Wcześniej wycięłam i wyfrezowałam sobie całą masę potrzebnych elementów takich jak: drzwi, listwy wykończeniowe i elementy z których powstaną później futryny i progi drzwi. Przygotowanie ich było dość długie i nudne.
Całość pociągnęłam odpowiednio lakierem lub białą farbą akrylową.
W drzwiach wejściowych i balkonowych wycięłam dodatkowo otwory na przezroczyste szybki. Ma być tak, jak w normalnym domu :)

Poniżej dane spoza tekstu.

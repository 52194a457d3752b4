//! GeoJSON feature helpers.
//!
//! Revealed areas and fog are exchanged as GeoJSON `Feature`s whose geometry is
//! a `Polygon` or `MultiPolygon`. Boolean operations run on `geo` types, so this
//! module owns the conversions in both directions plus id and extent helpers.

use std::sync::atomic::{AtomicU64, Ordering};

use geo::{Coord, LineString, MultiPolygon, Polygon};
use geojson::feature::Id;
use geojson::{Feature, Geometry, JsonObject, Value};

use crate::coord::ViewportBounds;

/// Property key holding a feature's stable identifier.
pub const ID_PROPERTY: &str = "id";

/// A GeoJSON position (`[lon, lat, ...]`).
pub type Position = Vec<f64>;

/// A ring of positions.
pub type Ring = Vec<Position>;

/// Polygon coordinates: exterior ring first, then holes.
pub type PolygonRings = Vec<Ring>;

static NEXT_GENERATED_ID: AtomicU64 = AtomicU64::new(1);

/// Builds a polygon feature from its rings.
pub fn polygon_feature(rings: PolygonRings) -> Feature {
    feature_from_value(Value::Polygon(rings))
}

/// Builds a multipolygon feature from polygon coordinate sets.
pub fn multi_polygon_feature(polygons: Vec<PolygonRings>) -> Feature {
    feature_from_value(Value::MultiPolygon(polygons))
}

/// Builds a polygon feature covering the given bounds.
pub fn rectangle_feature(bounds: &ViewportBounds) -> Feature {
    polygon_feature(vec![bounds.ring()])
}

fn feature_from_value(value: Value) -> Feature {
    Feature {
        bbox: None,
        geometry: Some(Geometry::new(value)),
        id: None,
        properties: None,
        foreign_members: None,
    }
}

/// Returns the feature's identifier from `id` or the `id` property.
pub fn feature_id(feature: &Feature) -> Option<String> {
    match &feature.id {
        Some(Id::String(s)) => return Some(s.clone()),
        Some(Id::Number(n)) => return Some(n.to_string()),
        None => {}
    }
    match feature.property(ID_PROPERTY)? {
        serde_json::Value::String(s) => Some(s.clone()),
        serde_json::Value::Number(n) => Some(n.to_string()),
        _ => None,
    }
}

/// Returns a copy of the feature carrying `id` both as feature id and property.
pub fn with_id(feature: &Feature, id: &str) -> Feature {
    let mut out = feature.clone();
    out.id = Some(Id::String(id.to_string()));
    out.set_property(ID_PROPERTY, id);
    out
}

/// Returns the feature with an identifier, generating `revealed-<n>` if absent.
pub fn ensure_id(feature: &Feature) -> (String, Feature) {
    match feature_id(feature) {
        Some(id) => {
            let out = with_id(feature, &id);
            (id, out)
        }
        None => {
            let id = format!(
                "revealed-{}",
                NEXT_GENERATED_ID.fetch_add(1, Ordering::Relaxed)
            );
            let out = with_id(feature, &id);
            (id, out)
        }
    }
}

/// Returns the polygon coordinate sets of a polygonal feature.
///
/// A `Polygon` yields one set, a `MultiPolygon` one per member. Any other
/// geometry (or none) yields `None`.
pub fn polygon_sets(feature: &Feature) -> Option<Vec<&PolygonRings>> {
    match &feature.geometry.as_ref()?.value {
        Value::Polygon(rings) => Some(vec![rings]),
        Value::MultiPolygon(polygons) => Some(polygons.iter().collect()),
        _ => None,
    }
}

/// Iterates every ring of a polygonal feature.
pub fn rings(feature: &Feature) -> impl Iterator<Item = &Ring> {
    polygon_sets(feature)
        .unwrap_or_default()
        .into_iter()
        .flat_map(|rings| rings.iter())
}

/// Total number of positions across all rings.
pub fn vertex_count(feature: &Feature) -> usize {
    rings(feature).map(Vec::len).sum()
}

/// Axis-aligned extent of all finite positions, or `None` if there are none.
pub fn bounding_box(feature: &Feature) -> Option<ViewportBounds> {
    let mut min_lon = f64::INFINITY;
    let mut min_lat = f64::INFINITY;
    let mut max_lon = f64::NEG_INFINITY;
    let mut max_lat = f64::NEG_INFINITY;
    let mut any = false;

    for position in rings(feature).flatten() {
        if position.len() < 2 || !position[0].is_finite() || !position[1].is_finite() {
            continue;
        }
        any = true;
        min_lon = min_lon.min(position[0]);
        min_lat = min_lat.min(position[1]);
        max_lon = max_lon.max(position[0]);
        max_lat = max_lat.max(position[1]);
    }

    any.then(|| ViewportBounds::new(min_lon, min_lat, max_lon, max_lat))
}

/// Converts a polygonal feature to a `geo` multipolygon.
pub fn to_multi_polygon(feature: &Feature) -> Option<MultiPolygon<f64>> {
    let polygons = polygon_sets(feature)?
        .into_iter()
        .filter_map(|rings| rings_to_polygon(rings))
        .collect::<Vec<_>>();
    Some(MultiPolygon::new(polygons))
}

fn rings_to_polygon(rings: &PolygonRings) -> Option<Polygon<f64>> {
    let mut iter = rings.iter().map(ring_to_line_string);
    let exterior = iter.next()?;
    Some(Polygon::new(exterior, iter.collect()))
}

fn ring_to_line_string(ring: &Ring) -> LineString<f64> {
    LineString::new(
        ring.iter()
            .filter(|p| p.len() >= 2)
            .map(|p| Coord { x: p[0], y: p[1] })
            .collect(),
    )
}

/// Converts a `geo` multipolygon back to a feature.
///
/// One member becomes a `Polygon`, several a `MultiPolygon`. Returns `None`
/// for an empty multipolygon.
pub fn from_multi_polygon(
    multi_polygon: &MultiPolygon<f64>,
    properties: Option<JsonObject>,
) -> Option<Feature> {
    let mut polygons: Vec<PolygonRings> = multi_polygon
        .0
        .iter()
        .map(polygon_to_rings)
        .filter(|rings| !rings.is_empty())
        .collect();

    let mut feature = match polygons.len() {
        0 => return None,
        1 => polygon_feature(polygons.remove(0)),
        _ => multi_polygon_feature(polygons),
    };
    feature.properties = properties;
    Some(feature)
}

fn polygon_to_rings(polygon: &Polygon<f64>) -> PolygonRings {
    if polygon.exterior().0.is_empty() {
        return Vec::new();
    }
    std::iter::once(polygon.exterior())
        .chain(polygon.interiors().iter())
        .map(|ls| ls.coords().map(|c| vec![c.x, c.y]).collect())
        .collect()
}

#[cfg(test)]
mod tests {
    use super::*;

    fn unit_square() -> Feature {
        polygon_feature(vec![vec![
            vec![0.0, 0.0],
            vec![1.0, 0.0],
            vec![1.0, 1.0],
            vec![0.0, 1.0],
            vec![0.0, 0.0],
        ]])
    }

    #[test]
    fn test_feature_id_from_property() {
        let mut feature = unit_square();
        feature.set_property("id", "area-7");
        assert_eq!(feature_id(&feature).as_deref(), Some("area-7"));
    }

    #[test]
    fn test_feature_id_from_numeric_id() {
        let mut feature = unit_square();
        feature.id = Some(Id::Number(42.into()));
        assert_eq!(feature_id(&feature).as_deref(), Some("42"));
    }

    #[test]
    fn test_ensure_id_generates_when_missing() {
        let (id, feature) = ensure_id(&unit_square());
        assert!(id.starts_with("revealed-"));
        assert_eq!(feature_id(&feature), Some(id));
    }

    #[test]
    fn test_ensure_id_keeps_existing() {
        let source = with_id(&unit_square(), "keep-me");
        let (id, _) = ensure_id(&source);
        assert_eq!(id, "keep-me");
    }

    #[test]
    fn test_bounding_box() {
        let bbox = bounding_box(&unit_square()).unwrap();
        assert_eq!(bbox.to_array(), [0.0, 0.0, 1.0, 1.0]);
    }

    #[test]
    fn test_bounding_box_skips_non_finite() {
        let feature = polygon_feature(vec![vec![
            vec![0.0, 0.0],
            vec![f64::NAN, 5.0],
            vec![2.0, 3.0],
            vec![0.0, 0.0],
        ]]);
        let bbox = bounding_box(&feature).unwrap();
        assert_eq!(bbox.to_array(), [0.0, 0.0, 2.0, 3.0]);
    }

    #[test]
    fn test_vertex_count_multi_polygon() {
        let square = unit_square();
        let rings = polygon_sets(&square).unwrap()[0].clone();
        let multi = multi_polygon_feature(vec![rings.clone(), rings]);
        assert_eq!(vertex_count(&multi), 10);
    }

    #[test]
    fn test_geo_round_trip_keeps_single_polygon() {
        let mp = to_multi_polygon(&unit_square()).unwrap();
        assert_eq!(mp.0.len(), 1);
        let back = from_multi_polygon(&mp, None).unwrap();
        assert!(matches!(
            back.geometry.unwrap().value,
            Value::Polygon(ref rings) if rings.len() == 1 && rings[0].len() == 5
        ));
    }

    #[test]
    fn test_from_empty_multi_polygon() {
        assert!(from_multi_polygon(&MultiPolygon::new(vec![]), None).is_none());
    }

    #[test]
    fn test_non_polygonal_geometry_has_no_sets() {
        let mut feature = unit_square();
        feature.geometry = Some(Geometry::new(Value::Point(vec![0.0, 0.0])));
        assert!(polygon_sets(&feature).is_none());
        assert_eq!(vertex_count(&feature), 0);
    }
}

Po pomalowaniu, na dole i na górze drzwi nawierciłam otwory, w których osadziłam bolce. Bolce te będą pełniły funkcję zawiasów i drzwi będą się otwierały. Na środku wysokości nawierciłam także otwór w którym zamontowałam gałkę i szyldzik. Gałka, to obcięta końcówka szpilki z dużym łebkiem. Większość drzwi w domku będzie miała perłowe gałki, za wyjątkiem drzwi białych, które otrzymały gałki różowe, tak dla kontrastu ^^
Tutaj drzwi już osadzone w domku wraz z futryną. Przepraszam za kiepskie zdjęcie, jakoś nie mogłam uchwycić ostrości. Kolory są trochę przekłamane ponieważ zdjęcia robię zazwyczaj wieczorem przy nocnej lampce. Postaram się je w przyszłości podmienić na zdjęcie lepszej jakości.
...
Drzwi wejściowe otrzymały dodatkowo taki oto przestrzenny frontonik z lekko odstającym daszkiem.
Tutaj dokładnie widać jakie elementy przygotowałam, aby wykonać drzwi frontowe.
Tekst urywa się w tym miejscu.